Il consigliere comunale del PSd’Az Christian Mulas, esprime soddisfazione per il fatto che il tema delle abitazioni del Ministero della Difesa presenti a Fertilia sia finalmente tornato al centro del dibattito politico e amministrativo cittadino
ALGHERO - Il consigliere comunale del PSd’Az Christian Mulas, esprime soddisfazione per il fatto che il tema delle abitazioni del Ministero della Difesa presenti a Fertilia sia finalmente tornato al centro del dibattito politico e amministrativo cittadino, a seguito della segnalazione avanzata dallo stesso consigliere. «È un fatto positivo dichiara Christian Mulas che si sia riaccesa l’attenzione su una questione così rilevante per il diritto alla casa e per il futuro della nostra comunità. Significa che il problema esiste ed è ormai sotto gli occhi di tutti». Allo stesso tempo, il consigliere sottolinea con fermezza che non è il tempo delle polemiche né dei semplici comunicati: «Non serve lamentarsi e non serve rincorrere visibilità. Serve invece agire con determinazione e responsabilità istituzionale».

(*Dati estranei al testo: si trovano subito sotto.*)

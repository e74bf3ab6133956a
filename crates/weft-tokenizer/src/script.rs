//! Skipping of host-language lexical forms.
//!
//! Everything here only needs to find where a construct *ends*: strings,
//! template literals, comments and balanced braces are stepped over without
//! looking at what they mean. All embedded-code contexts (brace expressions,
//! JSX attribute braces, template interpolations, mustaches, directive
//! values) share these routines.

use once_cell::sync::Lazy;
use regex::Regex;

use crate::classes::is_ident_continue;
use crate::cursor::Cursor;

/// Next position where host-language skipping has work to do.
static HOST_STOP_RE: Lazy<Regex> = Lazy::new(|| Regex::new(r#"//|/\*|['"`{}]"#).unwrap());

static JSX_TAG_STOP_RE: Lazy<Regex> = Lazy::new(|| Regex::new(r#"//|/\*|['"`{>]|/>"#).unwrap());

static IMPORT_STOP_RE: Lazy<Regex> =
    Lazy::new(|| Regex::new(r#"['"]|\n[ \t]*(?:\r?\n|\r|$)"#).unwrap());

/// Skips one string, template literal or comment starting at the cursor, or
/// a balanced `{ }` group. Returns `false` without moving when the cursor is
/// not at one of those.
pub(crate) fn skip_common(c: &mut Cursor<'_>) -> bool {
    match (c.peek(), c.second()) {
        ('/', '/') => {
            c.seek_any(&['\n', '\r']);
        }
        ('/', '*') => {
            c.eat_str("/*");
            c.seek_str("*/");
            c.eat_str("*/");
        }
        (quote @ ('\'' | '"'), _) => {
            c.advance();
            skip_string(c, quote);
        }
        ('`', _) => {
            c.advance();
            skip_template(c);
        }
        ('{', _) => {
            c.advance();
            skip_braces(c);
        }
        _ => return false,
    }
    true
}

/// Skips the rest of a quoted string. Strings cannot span lines: an
/// unescaped line break ends them without being consumed.
pub(crate) fn skip_string(c: &mut Cursor<'_>, quote: char) -> bool {
    loop {
        if !c.seek_any(&['\\', quote, '\n', '\r']) {
            return false;
        }
        if c.eat('\\') {
            c.advance();
            continue;
        }
        return c.eat(quote);
    }
}

/// Skips the rest of a template literal, including nested `${ }` groups.
pub(crate) fn skip_template(c: &mut Cursor<'_>) -> bool {
    loop {
        if !c.seek_any(&['\\', '`', '$']) {
            return false;
        }
        if c.eat('\\') {
            c.advance();
        } else if c.eat_str("${") {
            if !skip_braces(c) {
                return false;
            }
        } else if c.eat('`') {
            return true;
        } else {
            c.advance();
        }
    }
}

/// Skips to the `}` closing a group whose `{` was already consumed, and
/// consumes it.
pub(crate) fn skip_braces(c: &mut Cursor<'_>) -> bool {
    skip_until(c, "}") && c.eat('}')
}

/// Skips host code until `terminator` appears outside of any nested form.
/// The terminator is left unconsumed. It must start with a character the
/// scan stops at: a quote or a brace.
pub(crate) fn skip_until(c: &mut Cursor<'_>, terminator: &str) -> bool {
    loop {
        if c.at(terminator) {
            return true;
        }
        if skip_common(c) || c.eat('}') {
            continue;
        }
        if !c.seek_regex(&HOST_STOP_RE) {
            return false;
        }
    }
}

/// Skips a JSX element or fragment whose `<` was already consumed, tracking
/// nesting depth across start tags, end tags and self-closing tags.
pub(crate) fn skip_jsx(c: &mut Cursor<'_>) -> bool {
    enum State {
        InStartTag,
        InContent,
        InEndTag,
    }

    let mut depth = 1u32;
    let mut state = State::InStartTag;

    while !c.is_eof() {
        match state {
            State::InStartTag => {
                if c.eat_str("/>") {
                    depth -= 1;
                    if depth == 0 {
                        return true;
                    }
                    state = State::InContent;
                } else if c.eat('>') {
                    state = State::InContent;
                } else if !skip_common(c) && !c.seek_regex(&JSX_TAG_STOP_RE) {
                    return false;
                }
            }
            State::InContent => {
                if c.eat('{') {
                    if !skip_braces(c) {
                        return false;
                    }
                } else if c.eat('<') {
                    if c.eat('/') {
                        state = State::InEndTag;
                    } else {
                        depth += 1;
                        state = State::InStartTag;
                    }
                } else if !c.seek_any(&['{', '<']) {
                    return false;
                }
            }
            State::InEndTag => {
                if c.eat('>') {
                    depth -= 1;
                    if depth == 0 {
                        return true;
                    }
                    state = State::InContent;
                } else if !c.seek_char('>') {
                    return false;
                }
            }
        }
    }

    false
}

/// Whether the cursor is at an `import` keyword rather than a word that
/// merely starts with it.
pub(crate) fn at_import(c: &Cursor<'_>) -> bool {
    c.at("import") && !c.rest()["import".len()..].starts_with(is_ident_continue)
}

/// Skips an ESM import whose keyword was already consumed, up to and
/// including its module string and an optional `;`. A blank line ends an
/// unterminated import.
pub(crate) fn skip_import(c: &mut Cursor<'_>) -> bool {
    loop {
        if let quote @ ('\'' | '"') = c.peek() {
            c.advance();
            if !skip_string(c, quote) {
                return false;
            }
            c.eat(';');
            return true;
        }
        if !c.seek_regex(&IMPORT_STOP_RE) || !matches!(c.peek(), '\'' | '"') {
            return false;
        }
    }
}
use regex::Regex;
use text_size::TextSize;

use crate::classes::{is_line_space, is_whitespace};

pub(crate) const EOF_CHAR: char = '\0';

/// Byte-positioned pointer into the source text.
pub(crate) struct Cursor<'a> {
    text: &'a str,
    pos: usize,
}

impl<'a> Cursor<'a> {
    pub(crate) fn new(text: &'a str) -> Self {
        Self { text, pos: 0 }
    }

    pub(crate) fn pos(&self) -> usize {
        self.pos
    }

    pub(crate) fn offset(&self) -> TextSize {
        TextSize::new(self.pos as u32)
    }

    pub(crate) fn is_eof(&self) -> bool {
        self.pos >= self.text.len()
    }

    pub(crate) fn rest(&self) -> &'a str {
        &self.text[self.pos..]
    }

    pub(crate) fn slice_from(&self, start: usize) -> &'a str {
        &self.text[start..self.pos]
    }

    pub(crate) fn peek(&self) -> char {
        self.rest().chars().next().unwrap_or(EOF_CHAR)
    }

    pub(crate) fn second(&self) -> char {
        let mut chars = self.rest().chars();
        chars.next();
        chars.next().unwrap_or(EOF_CHAR)
    }

    pub(crate) fn at_line_start(&self) -> bool {
        self.pos == 0 || matches!(self.text.as_bytes()[self.pos - 1], b'\n' | b'\r' | b'\x0C')
    }

    pub(crate) fn at(&self, s: &str) -> bool {
        self.rest().starts_with(s)
    }

    pub(crate) fn at_ignore_case(&self, s: &str) -> bool {
        self.rest().get(..s.len()).is_some_and(|head| head.eq_ignore_ascii_case(s))
    }

    pub(crate) fn advance(&mut self) -> char {
        match self.rest().chars().next() {
            Some(c) => {
                self.pos += c.len_utf8();
                c
            }
            None => EOF_CHAR,
        }
    }

    pub(crate) fn advance_while(&mut self, f: impl Fn(char) -> bool) -> bool {
        let start = self.pos;
        let len = self.rest().find(|c| !f(c)).unwrap_or(self.rest().len());
        self.pos += len;
        self.pos > start
    }

    pub(crate) fn advance_to_end(&mut self) {
        self.pos = self.text.len();
    }

    pub(crate) fn eat(&mut self, c: char) -> bool {
        if self.rest().starts_with(c) {
            self.pos += c.len_utf8();
            true
        } else {
            false
        }
    }

    pub(crate) fn eat_str(&mut self, s: &str) -> bool {
        if self.at(s) {
            self.pos += s.len();
            true
        } else {
            false
        }
    }

    /// Consumes a match of `re` starting exactly at the cursor. Patterns
    /// passed here are anchored with `^` so a miss costs nothing.
    pub(crate) fn eat_regex(&mut self, re: &Regex) -> Option<&'a str> {
        let rest = self.rest();
        let m = re.find(rest).filter(|m| m.start() == 0 && !m.is_empty())?;
        self.pos += m.end();
        Some(&rest[..m.end()])
    }

    pub(crate) fn eat_newline(&mut self) -> bool {
        self.eat_str("\r\n") || self.eat('\n') || self.eat('\r') || self.eat('\u{000C}')
    }

    pub(crate) fn skip_whitespace(&mut self) -> bool {
        self.advance_while(is_whitespace)
    }

    pub(crate) fn skip_line_space(&mut self) -> bool {
        self.advance_while(is_line_space)
    }

    /// Moves to the start of the next match of `re`, or to the end of the
    /// text when there is none.
    pub(crate) fn seek_regex(&mut self, re: &Regex) -> bool {
        self.seek(re.find(self.rest()).map(|m| m.start()))
    }

    pub(crate) fn seek_char(&mut self, c: char) -> bool {
        self.seek(self.rest().find(c))
    }

    pub(crate) fn seek_any(&mut self, chars: &[char]) -> bool {
        self.seek(self.rest().find(chars))
    }

    pub(crate) fn seek_str(&mut self, s: &str) -> bool {
        self.seek(self.rest().find(s))
    }

    fn seek(&mut self, found: Option<usize>) -> bool {
        match found {
            Some(len) => {
                self.pos += len;
                true
            }
            None => {
                self.advance_to_end();
                false
            }
        }
    }
}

Secondo Mulas, la strada è chiara e già tracciata sul piano normativo: «il dialogo aperto
in occasione della recente visita all'agenzia del demanio dello stato, a Roma, da parte del Sindaco Cacciotto e dell'assessore Corbia, e i presupposti per firmare uno piano città anche su Alghero, sono presupposti importanti per inserire anche gli alloggi dell'Aeronautica militare a Fertilia. Si verifichi, inoltre, se la Regione Autonoma della Sardegna possa richiedere allo Stato l’applicazione dell’articolo 14 dello Statuto sardo, per trasferimento dei beni statali non più utilizzati una volta che l'Aeronautica militare proceda alla dismissione immobiliare».
Il consigliere richiama inoltre un precedente significativo: «Nel 2010, l’allora sindaco, insieme al sottosegretario Cossiga, avviò il percorso per la sdemanializzazione di Punta Giglio, con l’obiettivo di trasferire il bene alla Regione e successivamente al Comune di Alghero. Sappiamo però com’è andata: il bene venne sì sdemanializzato, ma fu poi messo a gara e affidato in gestione a privati pur rimanendo nella disponibilità pubblica la proprietà. Un esito che deve farci riflettere e che non possiamo permetterci di replicare». Per questo, Mulas ribadisce la necessità di un’azione istituzionale forte, coordinata e lungimirante: «Oggi abbiamo l’occasione di affrontare concretamente l’emergenza abitativa, partendo proprio da immobili già esistenti e inutilizzati. Tutti gli enti che hanno voce in capitolo facciano a pieno la propria parte nel tutelare l’interesse pubblico e garantire che questi beni vengano destinati realmente alla comunità». «La soddisfazione per l’attenzione ritrovata conclude deve tradursi subito in atti concreti. Questa è una sfida che non possiamo più rimandare e la sensibilità e la determinazione del Sindaco sono il miglior viatico per portare ad una risoluzione favorevole della questione».